Start of Records shown

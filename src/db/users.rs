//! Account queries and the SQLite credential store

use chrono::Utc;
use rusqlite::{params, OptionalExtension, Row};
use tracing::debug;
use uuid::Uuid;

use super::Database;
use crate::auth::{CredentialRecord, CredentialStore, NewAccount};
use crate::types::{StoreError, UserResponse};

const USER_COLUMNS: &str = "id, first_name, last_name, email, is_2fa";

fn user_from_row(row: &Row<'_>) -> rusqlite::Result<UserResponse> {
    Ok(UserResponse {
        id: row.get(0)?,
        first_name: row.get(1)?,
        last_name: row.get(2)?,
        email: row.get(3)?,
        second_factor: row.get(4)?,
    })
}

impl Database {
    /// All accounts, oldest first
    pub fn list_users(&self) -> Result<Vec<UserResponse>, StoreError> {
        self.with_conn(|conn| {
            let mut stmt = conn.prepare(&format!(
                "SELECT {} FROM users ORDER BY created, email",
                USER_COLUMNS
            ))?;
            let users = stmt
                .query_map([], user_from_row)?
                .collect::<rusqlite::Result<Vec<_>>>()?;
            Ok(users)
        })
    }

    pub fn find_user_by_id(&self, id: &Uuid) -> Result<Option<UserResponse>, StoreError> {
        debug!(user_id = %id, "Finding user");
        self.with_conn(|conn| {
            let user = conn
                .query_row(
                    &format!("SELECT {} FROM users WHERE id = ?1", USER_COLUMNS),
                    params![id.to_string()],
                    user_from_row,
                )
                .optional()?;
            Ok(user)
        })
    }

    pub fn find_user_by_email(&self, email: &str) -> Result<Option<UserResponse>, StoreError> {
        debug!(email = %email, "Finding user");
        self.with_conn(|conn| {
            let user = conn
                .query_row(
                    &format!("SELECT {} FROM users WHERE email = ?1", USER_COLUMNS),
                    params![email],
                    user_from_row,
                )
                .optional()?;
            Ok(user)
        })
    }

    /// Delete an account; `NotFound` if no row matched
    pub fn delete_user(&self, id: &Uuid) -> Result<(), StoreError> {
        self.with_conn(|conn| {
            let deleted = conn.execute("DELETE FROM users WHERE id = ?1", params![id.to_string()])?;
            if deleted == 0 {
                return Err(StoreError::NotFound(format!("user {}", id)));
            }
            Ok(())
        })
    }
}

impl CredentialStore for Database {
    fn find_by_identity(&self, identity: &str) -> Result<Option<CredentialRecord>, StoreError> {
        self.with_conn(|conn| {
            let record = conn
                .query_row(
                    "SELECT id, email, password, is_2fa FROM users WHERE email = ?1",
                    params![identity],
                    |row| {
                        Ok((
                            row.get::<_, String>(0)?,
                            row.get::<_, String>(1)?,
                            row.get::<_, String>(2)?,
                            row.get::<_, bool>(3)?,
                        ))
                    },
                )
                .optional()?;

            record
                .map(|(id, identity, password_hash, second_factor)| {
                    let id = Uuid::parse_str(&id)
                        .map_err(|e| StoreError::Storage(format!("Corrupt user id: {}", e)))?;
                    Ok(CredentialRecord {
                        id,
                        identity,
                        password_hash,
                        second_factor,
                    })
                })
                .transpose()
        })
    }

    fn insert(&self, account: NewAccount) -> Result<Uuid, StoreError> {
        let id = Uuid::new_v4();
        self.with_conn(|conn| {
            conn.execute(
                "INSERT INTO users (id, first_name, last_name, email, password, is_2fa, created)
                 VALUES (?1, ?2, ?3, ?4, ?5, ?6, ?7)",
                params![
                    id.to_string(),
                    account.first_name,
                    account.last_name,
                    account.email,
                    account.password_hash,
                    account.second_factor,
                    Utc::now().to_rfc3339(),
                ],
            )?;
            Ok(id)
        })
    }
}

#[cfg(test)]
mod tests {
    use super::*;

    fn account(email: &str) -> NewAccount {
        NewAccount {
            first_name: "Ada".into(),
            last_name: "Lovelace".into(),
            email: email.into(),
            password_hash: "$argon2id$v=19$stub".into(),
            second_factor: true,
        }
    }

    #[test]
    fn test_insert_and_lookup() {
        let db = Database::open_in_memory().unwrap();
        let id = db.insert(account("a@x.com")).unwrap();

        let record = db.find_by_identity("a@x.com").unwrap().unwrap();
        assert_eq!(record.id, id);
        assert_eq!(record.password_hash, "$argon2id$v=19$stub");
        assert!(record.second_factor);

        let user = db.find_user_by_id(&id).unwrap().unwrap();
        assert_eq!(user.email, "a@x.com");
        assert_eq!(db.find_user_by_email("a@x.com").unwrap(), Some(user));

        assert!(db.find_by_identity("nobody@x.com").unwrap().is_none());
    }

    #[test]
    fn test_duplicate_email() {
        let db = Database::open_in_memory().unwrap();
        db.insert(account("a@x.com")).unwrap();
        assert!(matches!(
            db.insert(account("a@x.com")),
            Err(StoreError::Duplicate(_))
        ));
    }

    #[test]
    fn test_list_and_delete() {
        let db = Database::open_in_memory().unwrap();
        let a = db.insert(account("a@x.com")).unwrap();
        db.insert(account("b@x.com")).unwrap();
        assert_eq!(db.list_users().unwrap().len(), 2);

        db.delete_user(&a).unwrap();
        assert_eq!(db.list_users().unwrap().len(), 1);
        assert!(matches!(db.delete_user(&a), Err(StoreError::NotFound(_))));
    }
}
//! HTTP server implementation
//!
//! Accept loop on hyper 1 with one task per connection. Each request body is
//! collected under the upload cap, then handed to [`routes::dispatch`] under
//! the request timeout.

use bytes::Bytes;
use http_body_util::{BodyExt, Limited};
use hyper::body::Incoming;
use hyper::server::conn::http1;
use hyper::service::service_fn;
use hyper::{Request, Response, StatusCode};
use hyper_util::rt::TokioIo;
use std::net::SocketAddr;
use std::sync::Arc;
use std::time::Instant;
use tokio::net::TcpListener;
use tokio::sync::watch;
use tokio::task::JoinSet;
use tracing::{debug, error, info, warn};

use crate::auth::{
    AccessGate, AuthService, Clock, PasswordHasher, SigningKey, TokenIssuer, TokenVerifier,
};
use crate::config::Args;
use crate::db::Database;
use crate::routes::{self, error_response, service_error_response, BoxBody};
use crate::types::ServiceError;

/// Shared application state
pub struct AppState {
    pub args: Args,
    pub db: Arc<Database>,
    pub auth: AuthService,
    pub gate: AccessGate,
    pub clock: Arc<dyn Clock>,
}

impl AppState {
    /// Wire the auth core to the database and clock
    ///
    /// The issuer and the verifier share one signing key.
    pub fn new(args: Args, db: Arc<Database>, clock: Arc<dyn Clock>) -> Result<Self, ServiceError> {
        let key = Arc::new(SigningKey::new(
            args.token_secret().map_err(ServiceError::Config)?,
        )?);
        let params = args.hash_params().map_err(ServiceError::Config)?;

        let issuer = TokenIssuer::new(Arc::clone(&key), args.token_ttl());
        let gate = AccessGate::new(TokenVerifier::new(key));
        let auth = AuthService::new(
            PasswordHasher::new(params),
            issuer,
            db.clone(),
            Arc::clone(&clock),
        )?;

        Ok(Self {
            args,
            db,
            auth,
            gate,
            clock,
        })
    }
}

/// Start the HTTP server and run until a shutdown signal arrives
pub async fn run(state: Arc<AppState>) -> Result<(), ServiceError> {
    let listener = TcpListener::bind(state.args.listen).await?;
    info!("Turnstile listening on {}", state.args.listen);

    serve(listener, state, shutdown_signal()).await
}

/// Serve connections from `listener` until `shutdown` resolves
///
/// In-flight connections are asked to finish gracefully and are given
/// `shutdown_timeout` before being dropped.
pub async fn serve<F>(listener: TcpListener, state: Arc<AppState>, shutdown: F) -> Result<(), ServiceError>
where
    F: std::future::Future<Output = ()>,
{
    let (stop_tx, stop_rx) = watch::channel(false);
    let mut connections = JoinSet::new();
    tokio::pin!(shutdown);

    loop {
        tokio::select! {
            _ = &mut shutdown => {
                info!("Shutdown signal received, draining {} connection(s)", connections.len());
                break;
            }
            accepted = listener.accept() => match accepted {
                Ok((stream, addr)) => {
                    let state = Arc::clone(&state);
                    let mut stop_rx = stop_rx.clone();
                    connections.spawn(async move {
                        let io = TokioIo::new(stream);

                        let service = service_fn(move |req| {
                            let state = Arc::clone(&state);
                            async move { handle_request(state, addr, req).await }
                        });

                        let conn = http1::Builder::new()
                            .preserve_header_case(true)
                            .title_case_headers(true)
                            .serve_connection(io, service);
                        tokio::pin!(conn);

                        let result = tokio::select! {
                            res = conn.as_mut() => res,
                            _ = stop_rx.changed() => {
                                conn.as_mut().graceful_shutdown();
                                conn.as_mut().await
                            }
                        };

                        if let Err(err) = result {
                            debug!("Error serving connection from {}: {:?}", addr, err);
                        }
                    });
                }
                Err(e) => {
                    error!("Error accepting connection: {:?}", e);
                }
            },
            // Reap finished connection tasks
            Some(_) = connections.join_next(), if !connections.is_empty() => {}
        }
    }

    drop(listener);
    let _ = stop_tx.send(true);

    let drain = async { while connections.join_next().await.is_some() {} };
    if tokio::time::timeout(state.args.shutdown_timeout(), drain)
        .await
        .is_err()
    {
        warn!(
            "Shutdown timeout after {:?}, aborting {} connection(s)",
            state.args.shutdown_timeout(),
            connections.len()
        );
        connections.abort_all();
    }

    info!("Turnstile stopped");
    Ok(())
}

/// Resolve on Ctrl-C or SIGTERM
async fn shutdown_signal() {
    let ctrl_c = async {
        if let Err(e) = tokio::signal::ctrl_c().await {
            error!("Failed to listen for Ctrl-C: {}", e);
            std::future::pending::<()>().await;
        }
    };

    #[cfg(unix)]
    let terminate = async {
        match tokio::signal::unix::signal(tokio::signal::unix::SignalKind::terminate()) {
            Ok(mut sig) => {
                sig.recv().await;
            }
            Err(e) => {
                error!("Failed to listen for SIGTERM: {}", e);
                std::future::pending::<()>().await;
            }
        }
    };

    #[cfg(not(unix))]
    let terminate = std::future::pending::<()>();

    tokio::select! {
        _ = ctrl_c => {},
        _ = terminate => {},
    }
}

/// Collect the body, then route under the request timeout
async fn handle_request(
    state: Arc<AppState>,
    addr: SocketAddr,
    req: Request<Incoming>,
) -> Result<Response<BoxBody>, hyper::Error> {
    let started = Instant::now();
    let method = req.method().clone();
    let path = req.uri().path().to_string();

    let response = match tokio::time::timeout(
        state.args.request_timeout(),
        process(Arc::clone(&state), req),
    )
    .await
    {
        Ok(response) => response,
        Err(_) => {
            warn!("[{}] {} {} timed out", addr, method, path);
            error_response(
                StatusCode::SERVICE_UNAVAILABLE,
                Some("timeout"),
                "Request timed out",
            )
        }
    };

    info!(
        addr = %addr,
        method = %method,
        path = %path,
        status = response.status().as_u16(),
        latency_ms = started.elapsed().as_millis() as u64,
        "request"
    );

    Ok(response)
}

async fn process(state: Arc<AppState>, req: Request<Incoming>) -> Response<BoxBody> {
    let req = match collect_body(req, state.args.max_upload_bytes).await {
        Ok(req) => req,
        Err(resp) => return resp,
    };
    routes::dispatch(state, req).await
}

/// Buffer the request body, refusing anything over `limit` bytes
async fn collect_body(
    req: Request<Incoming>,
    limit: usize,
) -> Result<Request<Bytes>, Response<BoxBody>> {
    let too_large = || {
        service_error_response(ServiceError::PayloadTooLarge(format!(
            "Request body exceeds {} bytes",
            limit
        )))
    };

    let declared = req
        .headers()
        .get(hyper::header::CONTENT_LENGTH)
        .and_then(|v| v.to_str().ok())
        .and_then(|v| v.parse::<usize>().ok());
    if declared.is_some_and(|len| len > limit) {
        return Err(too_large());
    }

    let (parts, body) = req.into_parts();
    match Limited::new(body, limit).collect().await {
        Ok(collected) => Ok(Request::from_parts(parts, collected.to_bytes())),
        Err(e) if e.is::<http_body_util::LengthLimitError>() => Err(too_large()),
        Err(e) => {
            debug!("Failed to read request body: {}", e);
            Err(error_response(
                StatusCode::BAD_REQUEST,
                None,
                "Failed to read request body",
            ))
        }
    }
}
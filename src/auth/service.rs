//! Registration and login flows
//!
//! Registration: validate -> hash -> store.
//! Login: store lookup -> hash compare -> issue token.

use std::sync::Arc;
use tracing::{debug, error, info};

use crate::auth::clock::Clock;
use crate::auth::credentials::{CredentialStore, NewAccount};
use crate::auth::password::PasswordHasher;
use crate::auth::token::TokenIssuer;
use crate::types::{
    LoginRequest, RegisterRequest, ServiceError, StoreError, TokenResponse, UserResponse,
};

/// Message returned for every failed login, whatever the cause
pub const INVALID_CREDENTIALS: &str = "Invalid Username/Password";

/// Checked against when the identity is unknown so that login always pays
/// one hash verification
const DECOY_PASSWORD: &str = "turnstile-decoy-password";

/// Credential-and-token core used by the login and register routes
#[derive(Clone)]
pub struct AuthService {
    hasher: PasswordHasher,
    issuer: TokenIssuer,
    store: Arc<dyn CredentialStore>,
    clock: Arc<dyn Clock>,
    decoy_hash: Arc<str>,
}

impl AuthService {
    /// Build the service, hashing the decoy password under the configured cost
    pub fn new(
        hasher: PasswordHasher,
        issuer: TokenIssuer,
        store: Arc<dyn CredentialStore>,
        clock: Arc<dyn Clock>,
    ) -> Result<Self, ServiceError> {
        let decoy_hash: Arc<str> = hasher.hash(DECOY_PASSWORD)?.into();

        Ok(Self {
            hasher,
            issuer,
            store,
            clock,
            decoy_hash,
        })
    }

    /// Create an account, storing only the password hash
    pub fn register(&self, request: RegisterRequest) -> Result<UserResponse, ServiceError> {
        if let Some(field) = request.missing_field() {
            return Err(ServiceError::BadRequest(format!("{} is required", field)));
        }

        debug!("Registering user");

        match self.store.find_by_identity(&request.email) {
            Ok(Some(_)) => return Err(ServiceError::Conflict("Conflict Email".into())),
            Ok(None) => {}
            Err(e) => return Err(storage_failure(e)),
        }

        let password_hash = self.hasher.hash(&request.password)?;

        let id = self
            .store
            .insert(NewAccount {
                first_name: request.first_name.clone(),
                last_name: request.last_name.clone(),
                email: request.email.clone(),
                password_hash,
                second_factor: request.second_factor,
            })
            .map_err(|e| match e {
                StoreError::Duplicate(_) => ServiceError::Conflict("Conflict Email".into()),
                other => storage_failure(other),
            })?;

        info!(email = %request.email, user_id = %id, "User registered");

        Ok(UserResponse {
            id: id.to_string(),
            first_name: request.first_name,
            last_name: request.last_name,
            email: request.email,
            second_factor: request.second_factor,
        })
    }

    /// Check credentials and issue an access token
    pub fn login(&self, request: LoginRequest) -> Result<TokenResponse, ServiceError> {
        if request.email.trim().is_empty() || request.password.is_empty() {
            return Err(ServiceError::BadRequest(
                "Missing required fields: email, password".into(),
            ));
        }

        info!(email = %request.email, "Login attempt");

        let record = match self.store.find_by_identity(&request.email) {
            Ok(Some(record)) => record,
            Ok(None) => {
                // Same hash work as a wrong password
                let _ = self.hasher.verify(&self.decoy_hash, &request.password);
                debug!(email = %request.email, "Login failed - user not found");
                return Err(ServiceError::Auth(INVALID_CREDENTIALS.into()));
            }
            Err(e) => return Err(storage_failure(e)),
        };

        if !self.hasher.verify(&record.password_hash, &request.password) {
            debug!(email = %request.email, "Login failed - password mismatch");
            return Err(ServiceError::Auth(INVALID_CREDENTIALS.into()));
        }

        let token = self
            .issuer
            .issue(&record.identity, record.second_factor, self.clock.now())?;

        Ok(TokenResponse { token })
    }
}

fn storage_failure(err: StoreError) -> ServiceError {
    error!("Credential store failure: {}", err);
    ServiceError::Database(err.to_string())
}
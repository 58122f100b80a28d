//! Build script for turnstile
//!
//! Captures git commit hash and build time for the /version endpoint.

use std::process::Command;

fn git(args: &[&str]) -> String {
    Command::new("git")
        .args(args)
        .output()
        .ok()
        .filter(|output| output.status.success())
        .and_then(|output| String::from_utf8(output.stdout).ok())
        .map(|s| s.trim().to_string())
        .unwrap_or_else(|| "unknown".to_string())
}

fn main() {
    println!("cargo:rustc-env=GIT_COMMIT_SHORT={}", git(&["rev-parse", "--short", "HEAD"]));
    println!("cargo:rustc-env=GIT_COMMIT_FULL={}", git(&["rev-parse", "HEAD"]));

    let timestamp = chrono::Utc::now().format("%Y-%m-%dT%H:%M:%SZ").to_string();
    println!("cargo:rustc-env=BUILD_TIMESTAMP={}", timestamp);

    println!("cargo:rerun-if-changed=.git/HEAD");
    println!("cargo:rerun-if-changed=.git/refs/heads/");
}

End of Records shown

What you should do: Where the string "terminate" shows up in the listing above, copy the line that holds it.

Written reply:
    let terminate = async {
        match tokio::signal::unix::signal(tokio::signal::unix::SignalKind::terminate()) {
    let terminate = std::future::pending::<()>();
        _ = terminate => {},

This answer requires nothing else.